Em seu ver, a MP 881 protege a liberdade econômica, valoriza a livre iniciativa e reduz a burocracia, simplificando procedimentos administrativos e judiciais no setor público.

“Assim, é um impulso para quem quer empreender e inovar, pois melhora o ambiente de negócios e aumenta a segurança jurídica. Entre as questões importantes estão, por exemplo, a carteira de trabalho digital, a simplificação para abertura e fechamento de empresas e a dispensa de licenças e alvarás para as atividades consideradas de baixo risco”, completa.

Entidades sindicais questionam decisão

O O Correio do Povo tentou contato com os sindicatos trabalhistas do vestuário e do comércio, sem sucesso. Embora a MP não afete diretamente os servidores públicos, voltando-se mais para a iniciativa privada, o presidente do Sindicato dos Servidores Públicos Municipais de Jaraguá do Sul, Luiz Cezar Schorner, ressalta que a MP é preocupante para as relações trabalhistas.
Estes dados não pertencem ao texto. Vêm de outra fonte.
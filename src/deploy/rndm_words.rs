use crate::contracts::SUBSCRIPTION_FUND_AMOUNT;
use crate::deploy::{
    ArtifactDeployer, ConsumerRegistry, CoordinatorSource, FrontEndSink, FrontEndTarget,
    SourceVerifier, SubscriptionOwner,
};
use crate::error::{FightersError, Result};
use crate::models::{DeployRequest, DeployedContract, VerificationStatus, BFNFT_RNDM_WORDS};
use crate::networks::{NetworkConfig, VERIFICATION_CHAIN_ID};
use ethers::abi::Token;
use ethers::types::{Address, U256};
use ethers::utils::parse_ether;
use std::sync::Arc;
use tracing::Instrument;
use uuid::Uuid;

/// Everything the procedure touches outside its own memory.
pub struct DeploySeams<'a> {
    pub deployer: &'a dyn ArtifactDeployer,
    pub coordinators: &'a dyn CoordinatorSource,
    /// Present only when an explorer API key is configured.
    pub verifier: Option<&'a dyn SourceVerifier>,
    pub front_end: &'a dyn FrontEndSink,
}

#[derive(Debug, Clone)]
pub struct RndmWordsDeployment {
    pub contract: DeployedContract,
    pub coordinator: Address,
    pub subscription_id: u64,
    pub verification: Option<VerificationStatus>,
}

enum Coordinator {
    Development(Arc<dyn SubscriptionOwner>),
    Public(Arc<dyn ConsumerRegistry>),
}

pub fn should_verify(has_api_key: bool, chain_id: u64) -> bool {
    has_api_key && chain_id == VERIFICATION_CHAIN_ID
}

/// `[coordinator, subscriptionId, keyHash, callbackGasLimit]`
pub fn constructor_args(
    coordinator: Address,
    subscription_id: u64,
    network: &NetworkConfig,
) -> Vec<Token> {
    vec![
        Token::Address(coordinator),
        Token::Uint(U256::from(subscription_id)),
        Token::FixedBytes(network.key_hash.as_bytes().to_vec()),
        Token::Uint(U256::from(network.callback_gas_limit)),
    ]
}

/// Deploys `BFNFTRndmWords` and wires it to a VRF subscription.
pub async fn deploy_rndm_words(
    network: &NetworkConfig,
    testing_on_local: bool,
    seams: &DeploySeams<'_>,
) -> Result<RndmWordsDeployment> {
    let span = tracing::info_span!(
        "deploy",
        run_id = %Uuid::new_v4(),
        network = %network.name,
        contract = BFNFT_RNDM_WORDS
    );
    run(network, testing_on_local, seams).instrument(span).await
}

async fn run(
    network: &NetworkConfig,
    testing_on_local: bool,
    seams: &DeploySeams<'_>,
) -> Result<RndmWordsDeployment> {
    let (coordinator, subscription_id) = if network.is_development() {
        let mock = seams.coordinators.development().await?;
        let subscription_id = mock.create_subscription().await?;
        let amount = parse_ether(SUBSCRIPTION_FUND_AMOUNT)
            .map_err(|e| FightersError::ConfigError(e.to_string()))?;
        mock.fund_subscription(subscription_id, amount).await?;
        (Coordinator::Development(mock), subscription_id)
    } else {
        let address = network.vrf_coordinator.ok_or_else(|| {
            FightersError::ConfigError(format!("No VRF coordinator configured for {}", network.name))
        })?;
        let subscription_id = network.vrf_subscription_id.ok_or_else(|| {
            FightersError::ConfigError(format!("No VRF subscription configured for {}", network.name))
        })?;
        (Coordinator::Public(seams.coordinators.public(address)?), subscription_id)
    };

    let coordinator_address = match &coordinator {
        Coordinator::Development(mock) => mock.address(),
        Coordinator::Public(client) => client.address(),
    };

    let args = constructor_args(coordinator_address, subscription_id, network);
    let request = DeployRequest::new(BFNFT_RNDM_WORDS, args, network.confirmations());
    let contract = seams.deployer.deploy(request).await?;
    tracing::info!("{} deployed at {:?}", BFNFT_RNDM_WORDS, contract.address);

    seams.front_end.publish(&contract, FrontEndTarget::Primary).await?;

    let mut verification = None;
    match &coordinator {
        Coordinator::Development(mock) => {
            mock.add_consumer(subscription_id, contract.address).await?;
            tracing::debug!("Consumer added.");
        }
        Coordinator::Public(client) => {
            client.add_consumer(subscription_id, contract.address).await?;
            tracing::info!("{} added as consumer!", BFNFT_RNDM_WORDS);

            let verify = should_verify(seams.verifier.is_some(), contract.chain_id);
            match seams.verifier {
                Some(verifier) if verify => {
                    verification = Some(verifier.verify(&contract).await?);
                    tracing::info!("Verified on Etherscan!");
                }
                _ => tracing::debug!("Skipping source verification"),
            }
        }
    }

    if testing_on_local {
        seams.front_end.publish(&contract, FrontEndTarget::Testing).await?;
    }

    Ok(RndmWordsDeployment {
        contract,
        coordinator: coordinator_address,
        subscription_id,
        verification,
    })
}

#[cfg(test)]
mod tests {
    use super::*;
    use crate::networks;

    #[test]
    fn verification_needs_key_and_target_chain() {
        assert!(should_verify(true, VERIFICATION_CHAIN_ID));
        assert!(!should_verify(false, VERIFICATION_CHAIN_ID));
        assert!(!should_verify(true, 31337));
    }

    #[test]
    fn constructor_args_follow_contract_order() {
        let net = networks::lookup(networks::GOERLI, Some(77)).unwrap();
        let coordinator = net.vrf_coordinator.unwrap();
        let args = constructor_args(coordinator, 77, &net);

        assert_eq!(args[0], Token::Address(coordinator));
        assert_eq!(args[1], Token::Uint(U256::from(77u64)));
        assert_eq!(args[2], Token::FixedBytes(net.key_hash.as_bytes().to_vec()));
        assert_eq!(args[3], Token::Uint(U256::from(500_000u32)));
    }
}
"Se fala muito em dar segurança jurídica para o empregador, mas o trabalhador fica basicamente sem proteções, especialmente na iniciativa privada", afirma.

Para o presidente do Sindicato dos Trabalhadores em Instituições de Ensino Particular e Fundações Educacionais do Norte do Estado de SC (Sinpronorte), Lourivaldo Rohling Schülter, o texto da MP escarnece os trabalhadores.

"Todos os setores e categorias serão afetados. Se os deputados acham normal o trabalho aos domingos de todos os setores, porque não começar marcando as sessões na Câmara dos Deputados também aos domingos", crítica.